**Task data**

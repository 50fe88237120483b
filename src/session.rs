//! Replay session lifecycle.

use std::path::Path;
use std::sync::Arc;

use tokio_util::sync::CancellationToken;

use crate::clip::ClipOutcome;
use crate::encoder::{AdaptiveEncoder, BackendContext, EncoderCandidate, HardwareEncoder};
use crate::error::BackendAttempt;
use crate::pipeline::{CaptureManager, SessionStats};
use crate::source::CaptureSourceFactory;
use crate::{
    ClipError, EncoderPolicy, RecordingSettings, ReplayConfig, ReplayError, SessionStatus,
    StatusCallback,
};

/// Produces the ordered encoder candidates for one start.
pub(crate) type CandidateProvider =
    Arc<dyn Fn(&BackendContext) -> Vec<EncoderCandidate> + Send + Sync>;

/// Handle to an instant-replay session.
///
/// Created by [`ReplayBuilder::build()`] or [`ReplayBuilder::start()`]. A
/// running session captures continuously and keeps the most recent
/// `retention_seconds` of encoded video; [`save_clip()`](Self::save_clip)
/// writes that window to a file at any time.
///
/// # Lifecycle
///
/// 1. [`start()`](Self::start) creates the capture source, selects an
///    encoder backend and starts capturing
/// 2. [`save_clip()`](Self::save_clip) as often as needed
/// 3. [`stop()`](Self::stop) tears down in reverse order
///
/// After `stop` the buffered output of the last run can still be saved.
/// Dropping a running session, or a `start()` future that has not finished,
/// stops the source and the encoder in the background; prefer `stop()`.
///
/// [`ReplayBuilder::build()`]: crate::ReplayBuilder::build
/// [`ReplayBuilder::start()`]: crate::ReplayBuilder::start
pub struct ClipSession {
    settings: RecordingSettings,
    policy: EncoderPolicy,
    config: ReplayConfig,
    context: BackendContext,
    source_factory: CaptureSourceFactory,
    candidates: CandidateProvider,
    status: Option<StatusCallback>,
    manager: Option<CaptureManager>,
    encoder: Option<Arc<AdaptiveEncoder>>,
    last_stats: SessionStats,
}

impl ClipSession {
    pub(crate) fn new(
        settings: RecordingSettings,
        policy: EncoderPolicy,
        config: ReplayConfig,
        context: BackendContext,
        source_factory: CaptureSourceFactory,
        candidates: CandidateProvider,
        status: Option<StatusCallback>,
    ) -> Self {
        Self {
            settings,
            policy,
            config,
            context,
            source_factory,
            candidates,
            status,
            manager: None,
            encoder: None,
            last_stats: SessionStats::default(),
        }
    }

    fn emit(&self, status: SessionStatus) {
        tracing::debug!(%status, "session status");
        if let Some(callback) = &self.status {
            callback(status);
        }
    }

    /// Settings this session records with.
    pub fn settings(&self) -> &RecordingSettings {
        &self.settings
    }

    /// Returns `true` while capture is running.
    pub fn is_running(&self) -> bool {
        self.manager.is_some()
    }

    /// Starts capture and encoding.
    ///
    /// Emits `encoderPolicy:<policy>`, then `encoder:<backend>` and
    /// `running`. On failure emits `failed:<reason>` and `stopped` after
    /// tearing down whatever had started.
    ///
    /// # Errors
    ///
    /// - [`ReplayError::AlreadyRunning`] if the session is running
    /// - [`ReplayError::Capture`] if the source cannot be created or started
    /// - [`ReplayError::Encoder`] if no encoder backend could start
    pub async fn start(&mut self) -> Result<(), ReplayError> {
        self.start_cancellable(&CancellationToken::new()).await
    }

    /// Like [`start()`](Self::start), but gives up once `cancel` fires.
    ///
    /// Whatever had started is stopped before the error is returned. The
    /// token has no effect once the session is running.
    ///
    /// # Errors
    ///
    /// As for [`start()`](Self::start), plus [`ReplayError::Cancelled`].
    pub async fn start_cancellable(
        &mut self,
        cancel: &CancellationToken,
    ) -> Result<(), ReplayError> {
        if self.manager.is_some() {
            return Err(ReplayError::AlreadyRunning);
        }
        self.emit(SessionStatus::EncoderPolicy(self.policy.to_string()));

        let source = match (self.source_factory)(&self.settings) {
            Ok(source) => source,
            Err(e) => return Err(self.fail(e.into())),
        };

        let encoder = Arc::new(AdaptiveEncoder::new((self.candidates)(&self.context)));
        self.encoder = Some(Arc::clone(&encoder));
        let mut manager = CaptureManager::new(
            source,
            Arc::clone(&encoder) as Arc<dyn HardwareEncoder>,
            self.config.frame_queue_capacity,
        );
        if let Some(callback) = &self.status {
            manager = manager.with_status(Arc::clone(callback));
        }

        if let Err(e) = manager.start(&self.settings, cancel).await {
            return Err(self.fail(e));
        }

        tracing::info!(
            source = manager.source_name(),
            backend = %encoder.backend_name(),
            target = %self.settings.target,
            "replay session running"
        );
        self.manager = Some(manager);
        self.emit(SessionStatus::Encoder(encoder.backend_name()));
        self.emit(SessionStatus::Running);
        Ok(())
    }

    /// Reports a failed start. Everything started has already been torn
    /// down, so `stopped` follows `failed`.
    fn fail(&self, error: ReplayError) -> ReplayError {
        tracing::warn!("replay session failed to start: {error}");
        self.emit(SessionStatus::Failed(error.to_string()));
        self.emit(SessionStatus::Stopped);
        error
    }

    /// Writes the last `retention_seconds` of video to `path`.
    ///
    /// Emits `save_ok:<path>` or `save_failed:<reason>`. Returns
    /// [`ClipOutcome::Skipped`] when nothing has been encoded yet.
    ///
    /// # Errors
    ///
    /// Returns a [`ClipError`] if the muxer fails or produces no file.
    pub async fn save_clip(&self, path: impl AsRef<Path>) -> Result<ClipOutcome, ClipError> {
        let path = path.as_ref();
        let Some(encoder) = self.encoder.clone() else {
            self.emit(SessionStatus::SaveFailed("session not started".to_string()));
            return Ok(ClipOutcome::Skipped);
        };

        match encoder.flush_recent(path, self.settings.retention()).await {
            Ok(ClipOutcome::Written { path, bytes }) => {
                self.emit(SessionStatus::SaveOk(path.clone()));
                Ok(ClipOutcome::Written { path, bytes })
            }
            Ok(ClipOutcome::Skipped) => {
                self.emit(SessionStatus::SaveFailed("nothing buffered yet".to_string()));
                Ok(ClipOutcome::Skipped)
            }
            Err(e) => {
                tracing::warn!(path = %path.display(), "clip save failed: {e}");
                self.emit(SessionStatus::SaveFailed(e.to_string()));
                Err(e)
            }
        }
    }

    /// Stops capture and encoding. Idempotent; always emits `stopped`.
    pub async fn stop(&mut self) {
        if let Some(mut manager) = self.manager.take() {
            manager.stop().await;
            self.last_stats = manager.stats();
        }
        self.emit(SessionStatus::Stopped);
    }

    /// Frame counters of the current or last run.
    pub fn stats(&self) -> SessionStats {
        self.manager
            .as_ref()
            .map_or(self.last_stats, CaptureManager::stats)
    }

    /// Backend failures recorded while selecting the encoder.
    pub fn startup_errors(&self) -> Vec<BackendAttempt> {
        self.encoder
            .as_ref()
            .map(|e| e.startup_errors())
            .unwrap_or_default()
    }

    /// Name of the active encoder backend.
    pub fn active_backend(&self) -> Option<String> {
        self.encoder.as_ref().and_then(|e| e.active_backend())
    }

    /// One-line diagnostic snapshot, `inactive` when not running.
    pub fn debug_status(&self) -> String {
        let (Some(manager), Some(encoder)) = (&self.manager, &self.encoder) else {
            return "inactive".to_string();
        };
        let stats = manager.stats();
        format!(
            "backend={};enqueued={};encoded={};pending={};dropped={};encoder={}",
            encoder.backend_name(),
            stats.enqueued,
            stats.encoded,
            stats.pending,
            stats.dropped,
            encoder.debug_status()
        )
    }
}

impl std::fmt::Debug for ClipSession {
    fn fmt(&self, f: &mut std::fmt::Formatter<'_>) -> std::fmt::Result {
        f.debug_struct("ClipSession")
            .field("settings", &self.settings)
            .field("policy", &self.policy)
            .field("running", &self.is_running())
            .finish_non_exhaustive()
    }
}
//! Encoded bitstream handling: Annex B packetizing, the rolling packet
//! buffer, and keyframe-anchored snapshots.

mod nal;
mod packetizer;
mod ring_buffer;

pub use nal::{is_keyframe_unit, nal_type, start_code_len, NalUnitType};
pub use packetizer::AnnexBPacketizer;
pub use ring_buffer::{EncodedPacketSnapshot, PacketRingBuffer, RingStats};

use bytes::Bytes;

/// One NAL unit emitted by an encoder, start code included.
///
/// Payloads are reference-counted [`Bytes`]; cloning a packet never copies
/// the bitstream.
#[derive(Debug, Clone, PartialEq, Eq)]
pub struct EncodedPacket {
    /// Annex B bytes: start code followed by the NAL unit.
    pub data: Bytes,
    /// Presentation timestamp in milliseconds. Zero or negative means unknown.
    pub pts: i64,
    /// Decode timestamp in milliseconds.
    pub dts: i64,
    /// `true` when this unit is an IDR slice.
    pub keyframe: bool,
}

impl EncodedPacket {
    /// Wraps an Annex B unit, classifying it from its NAL header.
    pub fn new(data: impl Into<Bytes>, pts: i64, dts: i64) -> Self {
        let data = data.into();
        let keyframe = is_keyframe_unit(&data);
        Self {
            data,
            pts,
            dts,
            keyframe,
        }
    }

    /// NAL unit type, if the payload starts with a start code.
    pub fn nal_type(&self) -> Option<NalUnitType> {
        nal_type(&self.data)
    }

    /// Payload length in bytes.
    pub fn len(&self) -> usize {
        self.data.len()
    }

    /// Returns `true` if the payload is empty.
    pub fn is_empty(&self) -> bool {
        self.data.is_empty()
    }

    /// Returns `true` for coded picture data (NAL types 1..=5).
    pub fn is_slice(&self) -> bool {
        self.nal_type().is_some_and(|t| t.is_slice())
    }

    /// Returns `true` for SEI, SPS, PPS and AUD units.
    pub fn is_stream_header(&self) -> bool {
        self.nal_type().is_some_and(|t| t.is_stream_header())
    }
}

#[cfg(test)]
mod tests {
    use super::*;

    #[test]
    fn test_encoded_packet_classifies_keyframe() {
        let idr = EncodedPacket::new(vec![0, 0, 0, 1, 0x65, 0xAA], 10, 10);
        assert!(idr.keyframe);
        assert!(idr.is_slice());
        assert!(!idr.is_stream_header());

        let sps = EncodedPacket::new(vec![0, 0, 0, 1, 0x67, 0x42], 10, 10);
        assert!(!sps.keyframe);
        assert!(sps.is_stream_header());
        assert_eq!(sps.nal_type(), Some(NalUnitType::Sps));
    }

    #[test]
    fn test_encoded_packet_without_start_code() {
        let junk = EncodedPacket::new(vec![0xFF, 0xFE], 0, 0);
        assert!(!junk.keyframe);
        assert_eq!(junk.nal_type(), None);
        assert_eq!(junk.len(), 2);
    }
}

**Problem to work on**
The required result is an exact repeat of the records above from the line containing "negative means unknown." to their final line.

**Answer for the task**
    /// Presentation timestamp in milliseconds. Zero or negative means unknown.
    pub pts: i64,
    /// Decode timestamp in milliseconds.
    pub dts: i64,
    /// `true` when this unit is an IDR slice.
    pub keyframe: bool,
}

impl EncodedPacket {
    /// Wraps an Annex B unit, classifying it from its NAL header.
    pub fn new(data: impl Into<Bytes>, pts: i64, dts: i64) -> Self {
        let data = data.into();
        let keyframe = is_keyframe_unit(&data);
        Self {
            data,
            pts,
            dts,
            keyframe,
        }
    }

    /// NAL unit type, if the payload starts with a start code.
    pub fn nal_type(&self) -> Option<NalUnitType> {
        nal_type(&self.data)
    }

    /// Payload length in bytes.
    pub fn len(&self) -> usize {
        self.data.len()
    }

    /// Returns `true` if the payload is empty.
    pub fn is_empty(&self) -> bool {
        self.data.is_empty()
    }

    /// Returns `true` for coded picture data (NAL types 1..=5).
    pub fn is_slice(&self) -> bool {
        self.nal_type().is_some_and(|t| t.is_slice())
    }

    /// Returns `true` for SEI, SPS, PPS and AUD units.
    pub fn is_stream_header(&self) -> bool {
        self.nal_type().is_some_and(|t| t.is_stream_header())
    }
}

#[cfg(test)]
mod tests {
    use super::*;

    #[test]
    fn test_encoded_packet_classifies_keyframe() {
        let idr = EncodedPacket::new(vec![0, 0, 0, 1, 0x65, 0xAA], 10, 10);
        assert!(idr.keyframe);
        assert!(idr.is_slice());
        assert!(!idr.is_stream_header());

        let sps = EncodedPacket::new(vec![0, 0, 0, 1, 0x67, 0x42], 10, 10);
        assert!(!sps.keyframe);
        assert!(sps.is_stream_header());
        assert_eq!(sps.nal_type(), Some(NalUnitType::Sps));
    }

    #[test]
    fn test_encoded_packet_without_start_code() {
        let junk = EncodedPacket::new(vec![0xFF, 0xFE], 0, 0);
        assert!(!junk.keyframe);
        assert_eq!(junk.nal_type(), None);
        assert_eq!(junk.len(), 2);
    }
}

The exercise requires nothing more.